Records to process
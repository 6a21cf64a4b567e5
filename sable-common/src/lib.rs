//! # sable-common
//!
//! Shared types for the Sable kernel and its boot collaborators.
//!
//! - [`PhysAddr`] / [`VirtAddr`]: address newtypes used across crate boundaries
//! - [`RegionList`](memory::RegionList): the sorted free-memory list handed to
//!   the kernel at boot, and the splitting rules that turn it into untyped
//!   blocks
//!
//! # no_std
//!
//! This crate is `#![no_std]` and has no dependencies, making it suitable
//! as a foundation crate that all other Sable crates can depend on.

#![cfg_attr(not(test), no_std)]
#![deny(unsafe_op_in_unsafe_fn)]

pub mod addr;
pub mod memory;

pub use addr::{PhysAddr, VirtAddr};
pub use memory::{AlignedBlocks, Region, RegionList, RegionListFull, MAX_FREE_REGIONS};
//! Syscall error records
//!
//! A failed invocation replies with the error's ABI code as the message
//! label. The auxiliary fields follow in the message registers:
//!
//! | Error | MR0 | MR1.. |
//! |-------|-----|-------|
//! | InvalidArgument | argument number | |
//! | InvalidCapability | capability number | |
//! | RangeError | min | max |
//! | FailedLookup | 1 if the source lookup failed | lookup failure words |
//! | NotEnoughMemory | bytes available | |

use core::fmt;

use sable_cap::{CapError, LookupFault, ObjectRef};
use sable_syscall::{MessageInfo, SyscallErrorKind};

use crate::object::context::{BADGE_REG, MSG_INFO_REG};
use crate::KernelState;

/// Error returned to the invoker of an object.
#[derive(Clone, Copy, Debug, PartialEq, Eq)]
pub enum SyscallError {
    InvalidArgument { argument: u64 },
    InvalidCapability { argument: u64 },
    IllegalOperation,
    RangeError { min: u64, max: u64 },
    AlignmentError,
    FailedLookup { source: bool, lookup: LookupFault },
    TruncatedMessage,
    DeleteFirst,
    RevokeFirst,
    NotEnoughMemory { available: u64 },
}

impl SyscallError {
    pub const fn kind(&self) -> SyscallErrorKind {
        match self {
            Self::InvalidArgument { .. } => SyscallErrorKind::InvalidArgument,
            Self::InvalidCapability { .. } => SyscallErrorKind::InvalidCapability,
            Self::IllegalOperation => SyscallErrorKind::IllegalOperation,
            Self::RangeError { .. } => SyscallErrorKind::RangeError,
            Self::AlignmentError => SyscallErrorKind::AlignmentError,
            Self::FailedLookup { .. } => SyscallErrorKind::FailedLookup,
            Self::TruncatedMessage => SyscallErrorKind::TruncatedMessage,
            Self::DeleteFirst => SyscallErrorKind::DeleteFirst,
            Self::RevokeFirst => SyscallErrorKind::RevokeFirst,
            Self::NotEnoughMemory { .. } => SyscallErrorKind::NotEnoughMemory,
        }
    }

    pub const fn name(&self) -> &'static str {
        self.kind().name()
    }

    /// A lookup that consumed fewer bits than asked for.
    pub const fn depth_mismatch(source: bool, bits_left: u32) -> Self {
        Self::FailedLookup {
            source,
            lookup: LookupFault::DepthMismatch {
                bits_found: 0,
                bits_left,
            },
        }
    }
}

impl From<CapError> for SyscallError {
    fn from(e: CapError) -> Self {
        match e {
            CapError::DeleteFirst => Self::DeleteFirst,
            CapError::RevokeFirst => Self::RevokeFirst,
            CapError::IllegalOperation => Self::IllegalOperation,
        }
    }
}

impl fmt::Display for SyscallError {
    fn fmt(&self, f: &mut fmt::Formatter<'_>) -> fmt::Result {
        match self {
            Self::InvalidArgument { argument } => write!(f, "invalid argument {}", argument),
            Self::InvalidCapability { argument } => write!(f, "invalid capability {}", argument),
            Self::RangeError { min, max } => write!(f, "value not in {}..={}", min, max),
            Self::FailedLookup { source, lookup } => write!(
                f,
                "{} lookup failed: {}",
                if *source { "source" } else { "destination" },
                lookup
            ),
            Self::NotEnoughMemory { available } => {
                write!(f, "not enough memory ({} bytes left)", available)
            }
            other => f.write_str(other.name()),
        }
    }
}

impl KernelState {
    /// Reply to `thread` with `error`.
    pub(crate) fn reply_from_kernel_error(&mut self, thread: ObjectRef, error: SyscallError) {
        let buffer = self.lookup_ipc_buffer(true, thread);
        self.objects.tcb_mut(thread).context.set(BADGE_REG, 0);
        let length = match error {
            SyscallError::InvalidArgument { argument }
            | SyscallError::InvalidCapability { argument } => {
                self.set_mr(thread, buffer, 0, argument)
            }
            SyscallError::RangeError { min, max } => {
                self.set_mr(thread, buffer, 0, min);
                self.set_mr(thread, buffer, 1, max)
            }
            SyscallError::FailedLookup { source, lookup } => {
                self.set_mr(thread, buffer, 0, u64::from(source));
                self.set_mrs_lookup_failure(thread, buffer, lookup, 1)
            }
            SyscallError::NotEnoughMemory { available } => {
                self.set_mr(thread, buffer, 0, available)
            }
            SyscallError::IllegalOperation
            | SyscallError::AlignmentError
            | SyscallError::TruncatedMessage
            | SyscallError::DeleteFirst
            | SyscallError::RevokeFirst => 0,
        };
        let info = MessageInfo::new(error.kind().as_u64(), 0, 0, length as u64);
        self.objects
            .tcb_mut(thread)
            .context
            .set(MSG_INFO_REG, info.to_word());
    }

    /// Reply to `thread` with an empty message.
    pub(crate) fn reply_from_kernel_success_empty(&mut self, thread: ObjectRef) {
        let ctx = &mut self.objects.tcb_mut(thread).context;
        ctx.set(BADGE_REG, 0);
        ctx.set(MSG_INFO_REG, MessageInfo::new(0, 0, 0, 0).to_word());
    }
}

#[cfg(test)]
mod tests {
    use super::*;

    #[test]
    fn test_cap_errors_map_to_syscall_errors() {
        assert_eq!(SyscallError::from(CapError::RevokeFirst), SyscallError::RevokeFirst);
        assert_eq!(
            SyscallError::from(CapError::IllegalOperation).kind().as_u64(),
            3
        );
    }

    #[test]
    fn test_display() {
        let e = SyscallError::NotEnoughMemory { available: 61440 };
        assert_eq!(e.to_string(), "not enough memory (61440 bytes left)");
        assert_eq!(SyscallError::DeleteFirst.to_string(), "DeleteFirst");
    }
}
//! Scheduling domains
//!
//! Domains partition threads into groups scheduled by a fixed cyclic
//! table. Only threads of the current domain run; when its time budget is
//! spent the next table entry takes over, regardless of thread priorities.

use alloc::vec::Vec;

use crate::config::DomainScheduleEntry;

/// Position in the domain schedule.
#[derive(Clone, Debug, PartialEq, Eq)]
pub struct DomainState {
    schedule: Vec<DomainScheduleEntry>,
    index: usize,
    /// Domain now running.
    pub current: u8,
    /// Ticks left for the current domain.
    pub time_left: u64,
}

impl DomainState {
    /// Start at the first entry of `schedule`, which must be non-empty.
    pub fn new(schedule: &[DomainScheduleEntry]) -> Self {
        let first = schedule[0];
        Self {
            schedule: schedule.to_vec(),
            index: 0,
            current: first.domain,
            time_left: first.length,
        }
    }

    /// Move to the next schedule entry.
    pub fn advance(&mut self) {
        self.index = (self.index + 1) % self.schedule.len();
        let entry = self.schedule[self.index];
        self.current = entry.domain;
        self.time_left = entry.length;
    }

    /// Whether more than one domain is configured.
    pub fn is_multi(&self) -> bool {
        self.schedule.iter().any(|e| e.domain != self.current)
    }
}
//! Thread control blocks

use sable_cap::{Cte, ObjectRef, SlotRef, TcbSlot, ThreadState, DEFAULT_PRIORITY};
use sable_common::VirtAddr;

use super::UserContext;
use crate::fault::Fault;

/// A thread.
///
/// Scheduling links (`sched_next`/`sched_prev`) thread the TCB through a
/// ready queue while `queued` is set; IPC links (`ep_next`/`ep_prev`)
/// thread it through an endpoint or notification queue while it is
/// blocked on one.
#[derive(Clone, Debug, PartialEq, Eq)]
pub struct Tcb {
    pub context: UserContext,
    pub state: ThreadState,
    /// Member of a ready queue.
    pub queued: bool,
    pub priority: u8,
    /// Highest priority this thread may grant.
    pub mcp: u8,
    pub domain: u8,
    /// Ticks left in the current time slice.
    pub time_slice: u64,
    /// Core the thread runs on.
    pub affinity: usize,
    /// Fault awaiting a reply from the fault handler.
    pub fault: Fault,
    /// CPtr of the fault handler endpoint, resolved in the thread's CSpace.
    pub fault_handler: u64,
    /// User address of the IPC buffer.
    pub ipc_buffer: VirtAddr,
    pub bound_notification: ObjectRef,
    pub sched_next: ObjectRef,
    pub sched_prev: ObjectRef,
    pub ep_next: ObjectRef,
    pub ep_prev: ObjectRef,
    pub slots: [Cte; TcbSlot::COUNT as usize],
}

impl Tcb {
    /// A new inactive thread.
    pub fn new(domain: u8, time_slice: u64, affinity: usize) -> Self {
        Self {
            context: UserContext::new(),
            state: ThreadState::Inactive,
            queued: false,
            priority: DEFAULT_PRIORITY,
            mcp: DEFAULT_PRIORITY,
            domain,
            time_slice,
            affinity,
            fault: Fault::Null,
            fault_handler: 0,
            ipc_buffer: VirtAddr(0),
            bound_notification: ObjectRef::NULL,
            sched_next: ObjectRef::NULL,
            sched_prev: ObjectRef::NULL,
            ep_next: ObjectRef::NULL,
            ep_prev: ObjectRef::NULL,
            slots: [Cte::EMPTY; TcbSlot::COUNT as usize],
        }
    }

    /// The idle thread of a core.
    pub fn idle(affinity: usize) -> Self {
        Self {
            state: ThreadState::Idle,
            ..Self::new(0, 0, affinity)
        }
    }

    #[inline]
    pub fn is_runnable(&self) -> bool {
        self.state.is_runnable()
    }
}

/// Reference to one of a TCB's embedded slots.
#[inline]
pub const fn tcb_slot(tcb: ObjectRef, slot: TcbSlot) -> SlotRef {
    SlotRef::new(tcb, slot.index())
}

...

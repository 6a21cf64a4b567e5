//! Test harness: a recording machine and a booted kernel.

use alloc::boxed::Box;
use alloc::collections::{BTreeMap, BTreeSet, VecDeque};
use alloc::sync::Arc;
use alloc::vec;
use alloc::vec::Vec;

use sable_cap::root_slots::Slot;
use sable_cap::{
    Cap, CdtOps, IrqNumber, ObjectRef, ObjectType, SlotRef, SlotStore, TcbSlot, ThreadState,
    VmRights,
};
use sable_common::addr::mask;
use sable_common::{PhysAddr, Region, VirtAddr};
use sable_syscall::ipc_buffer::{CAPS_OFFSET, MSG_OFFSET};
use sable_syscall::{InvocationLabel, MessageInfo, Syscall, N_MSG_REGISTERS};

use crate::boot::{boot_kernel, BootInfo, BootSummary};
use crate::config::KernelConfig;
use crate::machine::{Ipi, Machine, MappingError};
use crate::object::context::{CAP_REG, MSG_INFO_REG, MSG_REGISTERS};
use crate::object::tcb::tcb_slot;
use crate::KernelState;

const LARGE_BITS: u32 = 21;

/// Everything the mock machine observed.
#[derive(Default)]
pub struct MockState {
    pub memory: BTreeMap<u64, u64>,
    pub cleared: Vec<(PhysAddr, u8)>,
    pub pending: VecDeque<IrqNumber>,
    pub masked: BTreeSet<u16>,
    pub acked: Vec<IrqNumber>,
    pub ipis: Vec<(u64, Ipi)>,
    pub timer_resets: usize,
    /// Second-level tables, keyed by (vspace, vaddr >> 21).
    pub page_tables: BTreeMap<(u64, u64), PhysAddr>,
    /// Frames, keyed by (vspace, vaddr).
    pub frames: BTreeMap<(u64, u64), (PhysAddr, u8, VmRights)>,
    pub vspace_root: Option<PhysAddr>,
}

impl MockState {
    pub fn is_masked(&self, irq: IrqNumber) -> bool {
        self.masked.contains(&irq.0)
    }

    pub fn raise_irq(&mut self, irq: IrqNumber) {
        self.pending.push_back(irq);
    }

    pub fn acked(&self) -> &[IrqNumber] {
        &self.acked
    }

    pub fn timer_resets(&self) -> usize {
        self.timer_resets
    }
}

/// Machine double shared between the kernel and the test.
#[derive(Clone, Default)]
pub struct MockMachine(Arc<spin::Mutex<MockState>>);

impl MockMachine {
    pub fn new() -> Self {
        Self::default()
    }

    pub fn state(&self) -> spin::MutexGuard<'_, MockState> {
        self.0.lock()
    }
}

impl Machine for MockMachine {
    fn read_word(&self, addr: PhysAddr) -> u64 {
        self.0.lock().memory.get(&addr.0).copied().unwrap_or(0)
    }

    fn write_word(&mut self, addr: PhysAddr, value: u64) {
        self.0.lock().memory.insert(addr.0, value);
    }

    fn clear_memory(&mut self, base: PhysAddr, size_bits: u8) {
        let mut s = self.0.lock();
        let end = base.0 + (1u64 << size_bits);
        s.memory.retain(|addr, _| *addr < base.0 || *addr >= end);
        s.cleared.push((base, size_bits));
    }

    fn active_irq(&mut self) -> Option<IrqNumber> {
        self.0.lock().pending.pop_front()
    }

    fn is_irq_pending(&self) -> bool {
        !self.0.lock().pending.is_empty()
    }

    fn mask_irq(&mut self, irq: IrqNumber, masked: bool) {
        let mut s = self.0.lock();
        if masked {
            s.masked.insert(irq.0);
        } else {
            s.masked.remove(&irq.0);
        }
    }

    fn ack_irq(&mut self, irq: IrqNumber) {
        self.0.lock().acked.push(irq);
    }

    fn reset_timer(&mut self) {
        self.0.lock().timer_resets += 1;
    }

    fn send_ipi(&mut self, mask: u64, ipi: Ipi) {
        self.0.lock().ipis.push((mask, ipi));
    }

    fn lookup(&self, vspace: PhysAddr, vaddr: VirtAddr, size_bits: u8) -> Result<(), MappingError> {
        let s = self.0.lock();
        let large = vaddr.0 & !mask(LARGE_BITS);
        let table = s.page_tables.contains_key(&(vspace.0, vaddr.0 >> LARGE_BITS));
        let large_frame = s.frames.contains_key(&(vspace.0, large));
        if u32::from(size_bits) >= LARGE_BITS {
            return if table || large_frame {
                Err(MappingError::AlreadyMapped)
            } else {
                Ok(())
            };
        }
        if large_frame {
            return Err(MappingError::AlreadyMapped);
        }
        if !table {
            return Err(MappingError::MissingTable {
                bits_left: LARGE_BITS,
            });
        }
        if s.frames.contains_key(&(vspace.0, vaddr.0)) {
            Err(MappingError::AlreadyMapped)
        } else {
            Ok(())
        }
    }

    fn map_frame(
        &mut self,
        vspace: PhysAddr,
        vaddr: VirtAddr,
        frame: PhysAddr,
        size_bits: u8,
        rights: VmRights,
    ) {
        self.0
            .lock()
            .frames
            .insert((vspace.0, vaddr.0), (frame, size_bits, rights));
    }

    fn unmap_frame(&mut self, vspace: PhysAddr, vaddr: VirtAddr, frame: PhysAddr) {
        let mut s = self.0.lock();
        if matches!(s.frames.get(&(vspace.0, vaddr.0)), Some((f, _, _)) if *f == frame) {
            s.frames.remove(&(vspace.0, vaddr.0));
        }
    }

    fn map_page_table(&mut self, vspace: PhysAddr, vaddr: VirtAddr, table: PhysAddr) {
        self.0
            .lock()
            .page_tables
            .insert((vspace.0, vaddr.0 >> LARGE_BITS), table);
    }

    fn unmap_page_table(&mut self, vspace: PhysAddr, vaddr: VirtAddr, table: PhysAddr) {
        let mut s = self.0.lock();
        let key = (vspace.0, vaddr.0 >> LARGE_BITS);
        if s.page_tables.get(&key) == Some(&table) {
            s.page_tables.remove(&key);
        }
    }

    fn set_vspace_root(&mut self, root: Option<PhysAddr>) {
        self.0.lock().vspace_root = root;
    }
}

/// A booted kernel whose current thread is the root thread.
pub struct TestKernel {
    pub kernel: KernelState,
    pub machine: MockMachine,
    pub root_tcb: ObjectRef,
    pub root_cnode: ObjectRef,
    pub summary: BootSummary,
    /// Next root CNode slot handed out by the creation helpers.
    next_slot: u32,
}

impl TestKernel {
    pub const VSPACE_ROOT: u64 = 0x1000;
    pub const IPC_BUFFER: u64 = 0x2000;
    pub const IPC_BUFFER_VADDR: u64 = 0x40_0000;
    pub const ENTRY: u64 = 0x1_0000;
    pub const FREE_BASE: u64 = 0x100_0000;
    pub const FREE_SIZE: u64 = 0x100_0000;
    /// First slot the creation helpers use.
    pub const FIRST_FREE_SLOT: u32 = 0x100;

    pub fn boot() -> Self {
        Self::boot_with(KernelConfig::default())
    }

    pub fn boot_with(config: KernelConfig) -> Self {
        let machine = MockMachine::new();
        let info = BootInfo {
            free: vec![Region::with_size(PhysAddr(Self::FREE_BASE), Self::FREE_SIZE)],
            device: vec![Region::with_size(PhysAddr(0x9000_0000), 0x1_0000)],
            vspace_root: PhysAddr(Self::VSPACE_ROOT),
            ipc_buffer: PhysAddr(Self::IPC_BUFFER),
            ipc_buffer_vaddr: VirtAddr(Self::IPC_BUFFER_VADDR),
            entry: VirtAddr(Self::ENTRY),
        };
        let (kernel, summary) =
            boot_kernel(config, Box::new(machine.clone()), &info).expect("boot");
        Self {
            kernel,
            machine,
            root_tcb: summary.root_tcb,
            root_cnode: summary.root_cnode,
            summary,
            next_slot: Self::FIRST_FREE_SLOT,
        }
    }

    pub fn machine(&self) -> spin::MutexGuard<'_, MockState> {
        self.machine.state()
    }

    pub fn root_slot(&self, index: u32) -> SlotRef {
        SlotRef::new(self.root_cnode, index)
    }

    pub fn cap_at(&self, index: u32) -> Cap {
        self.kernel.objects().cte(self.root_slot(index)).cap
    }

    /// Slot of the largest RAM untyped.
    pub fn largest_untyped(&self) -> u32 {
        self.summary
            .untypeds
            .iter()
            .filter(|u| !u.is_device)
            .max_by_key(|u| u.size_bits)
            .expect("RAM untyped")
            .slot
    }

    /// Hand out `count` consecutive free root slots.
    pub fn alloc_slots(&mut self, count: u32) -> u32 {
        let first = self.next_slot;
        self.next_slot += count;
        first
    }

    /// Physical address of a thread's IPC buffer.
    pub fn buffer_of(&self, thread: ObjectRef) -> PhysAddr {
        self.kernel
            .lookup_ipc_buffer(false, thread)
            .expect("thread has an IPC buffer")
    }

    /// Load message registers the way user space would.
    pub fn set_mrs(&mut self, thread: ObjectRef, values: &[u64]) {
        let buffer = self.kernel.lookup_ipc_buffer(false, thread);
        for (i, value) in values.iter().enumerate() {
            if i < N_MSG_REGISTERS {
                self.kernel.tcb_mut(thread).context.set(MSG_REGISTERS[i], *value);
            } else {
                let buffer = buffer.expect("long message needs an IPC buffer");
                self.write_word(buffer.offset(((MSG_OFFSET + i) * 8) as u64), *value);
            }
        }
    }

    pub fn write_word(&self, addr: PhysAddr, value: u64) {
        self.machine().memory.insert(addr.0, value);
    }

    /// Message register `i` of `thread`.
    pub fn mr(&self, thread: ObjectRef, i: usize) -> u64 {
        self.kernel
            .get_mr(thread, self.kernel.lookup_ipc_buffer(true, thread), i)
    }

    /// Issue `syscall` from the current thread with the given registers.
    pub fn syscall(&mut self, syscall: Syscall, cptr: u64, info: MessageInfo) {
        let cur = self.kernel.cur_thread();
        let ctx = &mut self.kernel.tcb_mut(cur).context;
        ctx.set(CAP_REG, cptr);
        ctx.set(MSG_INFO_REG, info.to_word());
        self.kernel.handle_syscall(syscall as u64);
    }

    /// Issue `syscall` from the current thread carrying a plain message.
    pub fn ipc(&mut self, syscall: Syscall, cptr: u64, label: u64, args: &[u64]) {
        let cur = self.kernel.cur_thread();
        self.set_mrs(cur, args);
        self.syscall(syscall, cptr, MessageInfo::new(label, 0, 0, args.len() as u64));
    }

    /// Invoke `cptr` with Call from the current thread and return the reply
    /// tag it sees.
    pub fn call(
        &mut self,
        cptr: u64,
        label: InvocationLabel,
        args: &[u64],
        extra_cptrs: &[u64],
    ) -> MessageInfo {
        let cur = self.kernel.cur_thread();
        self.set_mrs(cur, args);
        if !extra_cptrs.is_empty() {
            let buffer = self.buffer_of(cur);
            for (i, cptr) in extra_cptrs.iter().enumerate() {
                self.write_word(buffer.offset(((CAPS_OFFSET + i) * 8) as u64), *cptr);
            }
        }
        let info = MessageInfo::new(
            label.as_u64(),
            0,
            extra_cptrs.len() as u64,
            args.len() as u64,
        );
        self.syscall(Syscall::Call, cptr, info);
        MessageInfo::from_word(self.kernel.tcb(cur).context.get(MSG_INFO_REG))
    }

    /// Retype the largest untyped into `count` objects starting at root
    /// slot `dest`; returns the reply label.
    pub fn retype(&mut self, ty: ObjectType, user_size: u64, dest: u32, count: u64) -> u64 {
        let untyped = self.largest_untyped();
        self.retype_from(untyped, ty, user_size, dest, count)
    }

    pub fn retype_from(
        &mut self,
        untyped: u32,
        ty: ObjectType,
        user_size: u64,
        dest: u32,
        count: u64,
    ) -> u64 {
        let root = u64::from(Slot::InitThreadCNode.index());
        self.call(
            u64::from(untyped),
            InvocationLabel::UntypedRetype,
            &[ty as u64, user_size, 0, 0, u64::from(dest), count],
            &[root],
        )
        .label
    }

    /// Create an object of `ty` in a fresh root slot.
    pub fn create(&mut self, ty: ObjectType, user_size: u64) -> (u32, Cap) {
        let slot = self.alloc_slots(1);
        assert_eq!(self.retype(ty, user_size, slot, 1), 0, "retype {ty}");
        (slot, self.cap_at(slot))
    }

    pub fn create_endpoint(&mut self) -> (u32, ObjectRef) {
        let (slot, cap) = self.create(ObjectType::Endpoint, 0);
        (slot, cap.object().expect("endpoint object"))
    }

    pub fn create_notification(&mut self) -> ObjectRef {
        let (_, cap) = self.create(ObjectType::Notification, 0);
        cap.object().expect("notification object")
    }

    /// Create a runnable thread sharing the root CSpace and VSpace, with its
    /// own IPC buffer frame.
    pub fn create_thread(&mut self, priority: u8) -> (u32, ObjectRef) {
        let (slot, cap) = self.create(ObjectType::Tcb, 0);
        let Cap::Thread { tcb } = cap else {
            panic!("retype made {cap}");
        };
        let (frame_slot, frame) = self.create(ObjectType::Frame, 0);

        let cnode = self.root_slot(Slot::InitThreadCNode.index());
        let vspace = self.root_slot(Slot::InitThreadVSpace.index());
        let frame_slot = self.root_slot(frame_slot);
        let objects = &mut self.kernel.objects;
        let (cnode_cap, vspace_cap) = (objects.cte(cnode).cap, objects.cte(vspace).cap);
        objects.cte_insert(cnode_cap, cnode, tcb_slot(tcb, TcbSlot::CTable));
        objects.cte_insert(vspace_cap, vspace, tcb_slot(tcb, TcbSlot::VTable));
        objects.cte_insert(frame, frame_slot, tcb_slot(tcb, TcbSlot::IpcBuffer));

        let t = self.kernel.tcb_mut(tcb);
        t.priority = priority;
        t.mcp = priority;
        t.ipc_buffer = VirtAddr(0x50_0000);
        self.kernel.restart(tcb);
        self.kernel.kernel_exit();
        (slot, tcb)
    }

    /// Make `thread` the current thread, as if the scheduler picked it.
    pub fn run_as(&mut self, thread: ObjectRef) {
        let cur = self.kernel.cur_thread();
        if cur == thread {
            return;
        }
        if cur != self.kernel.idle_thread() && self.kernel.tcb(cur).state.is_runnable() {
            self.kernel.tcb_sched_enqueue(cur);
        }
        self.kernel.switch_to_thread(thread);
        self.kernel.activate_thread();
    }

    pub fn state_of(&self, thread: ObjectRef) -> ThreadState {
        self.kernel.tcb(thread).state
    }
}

Your instructions
Copy out each line of the data that includes the string "spin".

Written solution
pub struct MockMachine(Arc<spin::Mutex<MockState>>);
    pub fn state(&self) -> spin::MutexGuard<'_, MockState> {
    pub fn machine(&self) -> spin::MutexGuard<'_, MockState> {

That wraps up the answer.